Write the entries below out again without a single difference.

* * * *

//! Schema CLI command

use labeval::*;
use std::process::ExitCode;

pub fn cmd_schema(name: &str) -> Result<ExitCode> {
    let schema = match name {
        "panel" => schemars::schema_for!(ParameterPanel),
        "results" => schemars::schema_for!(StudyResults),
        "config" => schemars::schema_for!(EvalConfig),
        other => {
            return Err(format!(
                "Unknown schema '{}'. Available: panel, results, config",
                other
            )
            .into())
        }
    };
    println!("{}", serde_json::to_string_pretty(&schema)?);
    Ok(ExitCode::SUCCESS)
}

* * * *

» **Solution**
//! Schema CLI command

use labeval::*;
use std::process::ExitCode;

pub fn cmd_schema(name: &str) -> Result<ExitCode> {
    let schema = match name {
        "panel" => schemars::schema_for!(ParameterPanel),
        "results" => schemars::schema_for!(StudyResults),
        "config" => schemars::schema_for!(EvalConfig),
        other => {
            return Err(format!(
                "Unknown schema '{}'. Available: panel, results, config",
                other
            )
            .into())
        }
    };
    println!("{}", serde_json::to_string_pretty(&schema)?);
    Ok(ExitCode::SUCCESS)
}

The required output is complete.